Richard DeCarlo, PeaceHealth executive vice president and chief operating officer
One of the things we did was have the physician leaders be the incident commanders. Our chief medical officer was the incident commander and our vice president of medical affairs was the alternate.
Looking back on the last six or seven months, that decision early on was critical, to have the clinical leadership team take responsibility for managing incident command. I think that's what allowed us to focus on protocols and practices — which were very clinically driven — being led by the physician leaders and other clinicians of our health system.
Dr. David Erickson, chief medical officer for Avera Health
When we came out of the gate, it was just a sprint. We were working seven days a week nonstop and we hit a point where people were starting to get fatigued so we went to some mandatory paid time off and this summer we've encouraged folks to unplug and to take some time off to recharge as we kind of get ready for the fall with the river rising again. That was an important learning for me.
Dr. Catherine O'Neal, chief medical officer for Our Lady of the Lake Regional Medical Center in Baton Rouge, Louisiana
You have to put a multidisciplinary team together right away and make sure that everybody has a plan and treats everybody the same. Protocols for everything from assessment to admission to treatment to discharge are the only way to get through this.
You can't catch up once your emergency room's exploding and you can't find a bed in the hospital. That's not the time to get everybody together and say: What's going to be our level of oxygen that we admit into the (intensive care) unit? What's going to be the level that we keep on the floor?
Dr. Joanne Roberts, chief value officer for Providence
The time for virtual medical care has arrived and we're not going back.
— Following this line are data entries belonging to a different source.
//! Shared test utilities for repolens crates.
//!
//! This crate provides common test fixtures and utilities used across
//! multiple crates in the repolens workspace.

use base64::engine::general_purpose::STANDARD;
use base64::Engine;
use serde_json::{json, Value};
use std::sync::{LazyLock, Mutex, MutexGuard};
use wiremock::matchers::{method, path};
use wiremock::{Mock, MockServer, ResponseTemplate};

/// Serialize tests that mutate process-global state (env vars, cwd, etc).
///
/// Acquire this guard at the start of any test that modifies environment
/// variables to prevent race conditions between parallel tests.
pub fn env_guard() -> MutexGuard<'static, ()> {
    static TEST_SERIAL: LazyLock<Mutex<()>> = LazyLock::new(|| Mutex::new(()));
    TEST_SERIAL.lock().unwrap_or_else(|e| e.into_inner())
}

/// RAII guard for environment variables - restores original value on drop.
pub struct EnvVarGuard {
    key: &'static str,
    previous: Option<String>,
}

impl Drop for EnvVarGuard {
    fn drop(&mut self) {
        if let Some(v) = &self.previous {
            std::env::set_var(self.key, v);
        } else {
            std::env::remove_var(self.key);
        }
    }
}

/// Set an environment variable and return a guard that restores the original on drop.
///
/// # Example
/// ```
/// let _guard = repolens_test_utils::set_env_var("MY_VAR", Some("value"));
/// // MY_VAR is set to "value"
/// // When _guard drops, MY_VAR is restored to its original value
/// ```
pub fn set_env_var(key: &'static str, value: Option<&str>) -> EnvVarGuard {
    let previous = std::env::var(key).ok();
    if let Some(val) = value {
        std::env::set_var(key, val);
    } else {
        std::env::remove_var(key);
    }
    EnvVarGuard { key, previous }
}

/// Encode file text the way the GitHub contents API does: base64 wrapped at 60 columns.
pub fn encode_content(text: &str) -> String {
    let encoded = STANDARD.encode(text.as_bytes());
    encoded
        .as_bytes()
        .chunks(60)
        .map(|chunk| String::from_utf8_lossy(chunk).into_owned())
        .collect::<Vec<_>>()
        .join("\n")
}

/// Minimal `GET /repos/{owner}/{name}` payload.
pub fn repo_json(owner: &str, name: &str, pushed_at: &str) -> Value {
    json!({
        "full_name": format!("{owner}/{name}"),
        "html_url": format!("https://github.com/{owner}/{name}"),
        "description": "Fixture repository",
        "stargazers_count": 42,
        "forks_count": 7,
        "watchers_count": 42,
        "open_issues_count": 3,
        "language": "Python",
        "created_at": "2023-01-01T00:00:00Z",
        "updated_at": pushed_at,
        "pushed_at": pushed_at,
        "license": { "name": "MIT License", "spdx_id": "MIT" },
        "topics": ["ml", "pipelines"],
        "default_branch": "main",
        "archived": false
    })
}

/// A wiremock server pre-wired with GitHub REST endpoints for one repository.
///
/// Endpoints that are never mounted answer 404, which exercises the
/// degrade-to-empty paths of the gateway.
pub struct GitHubFixture {
    pub server: MockServer,
    pub owner: String,
    pub name: String,
}

impl GitHubFixture {
    /// Start a mock server for `owner/name`.
    pub async fn start(owner: &str, name: &str) -> Self {
        Self {
            server: MockServer::start().await,
            owner: owner.to_string(),
            name: name.to_string(),
        }
    }

    /// Base URL to hand to the gateway in place of `https://api.github.com`.
    pub fn api_base(&self) -> String {
        self.server.uri()
    }

    /// `/repos/{owner}/{name}{suffix}`
    pub fn repo_path(&self, suffix: &str) -> String {
        format!("/repos/{}/{}{}", self.owner, self.name, suffix)
    }

    /// Mount the repo-info endpoint with a standard payload.
    pub async fn mount_repo(&self, pushed_at: &str) {
        self.mount_repo_json(repo_json(&self.owner, &self.name, pushed_at))
            .await;
    }

    pub async fn mount_repo_json(&self, body: Value) {
        self.mount_json("", body).await;
    }

    /// Mount a JSON response under the repository path.
    pub async fn mount_json(&self, suffix: &str, body: Value) {
        Mock::given(method("GET"))
            .and(path(self.repo_path(suffix)))
            .respond_with(ResponseTemplate::new(200).set_body_json(body))
            .mount(&self.server)
            .await;
    }

    /// Mount a directory listing. `entries` are `(name, "file" | "dir")` pairs.
    pub async fn mount_contents(&self, dir: &str, entries: &[(&str, &str)]) {
        let listing: Vec<Value> = entries
            .iter()
            .map(|(name, kind)| {
                let full = if dir.is_empty() {
                    (*name).to_string()
                } else {
                    format!("{dir}/{name}")
                };
                json!({ "name": name, "path": full, "type": kind, "size": 0 })
            })
            .collect();
        let suffix = if dir.is_empty() {
            "/contents".to_string()
        } else {
            format!("/contents/{dir}")
        };
        self.mount_json(&suffix, Value::Array(listing)).await;
    }

    /// Mount a single file's contents response.
    pub async fn mount_file(&self, file_path: &str, text: &str) {
        let name = file_path.rsplit('/').next().unwrap_or(file_path);
        self.mount_json(
            &format!("/contents/{file_path}"),
            json!({
                "type": "file",
                "name": name,
                "path": file_path,
                "encoding": "base64",
                "content": encode_content(text)
            }),
        )
        .await;
    }

    pub async fn mount_readme(&self, text: &str) {
        self.mount_json(
            "/readme",
            json!({ "name": "README.md", "encoding": "base64", "content": encode_content(text) }),
        )
        .await;
    }

    /// Mount empty languages/commits/issues/contributors responses.
    pub async fn mount_empty_activity(&self) {
        self.mount_json("/languages", json!({})).await;
        self.mount_json("/commits", json!([])).await;
        self.mount_json("/issues", json!([])).await;
        self.mount_json("/contributors", json!([])).await;
    }

    /// Respond to `suffix` with an arbitrary status and JSON body.
    pub async fn mount_status(&self, suffix: &str, status: u16, body: Value) {
        Mock::given(method("GET"))
            .and(path(self.repo_path(suffix)))
            .respond_with(ResponseTemplate::new(status).set_body_json(body))
            .mount(&self.server)
            .await;
    }
}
We don't know exactly what that's going to look like but I think we can expect maybe a quarter to two-thirds of all office visits will be done virtually going forward.
Dr. William Sistrunk, an infectious disease specialist with Mercy
I've seen people within Mercy just go out of their way to try to help other communities (within Mercy). I think we've grown as an organization from the leaders down in understanding how we can help each other.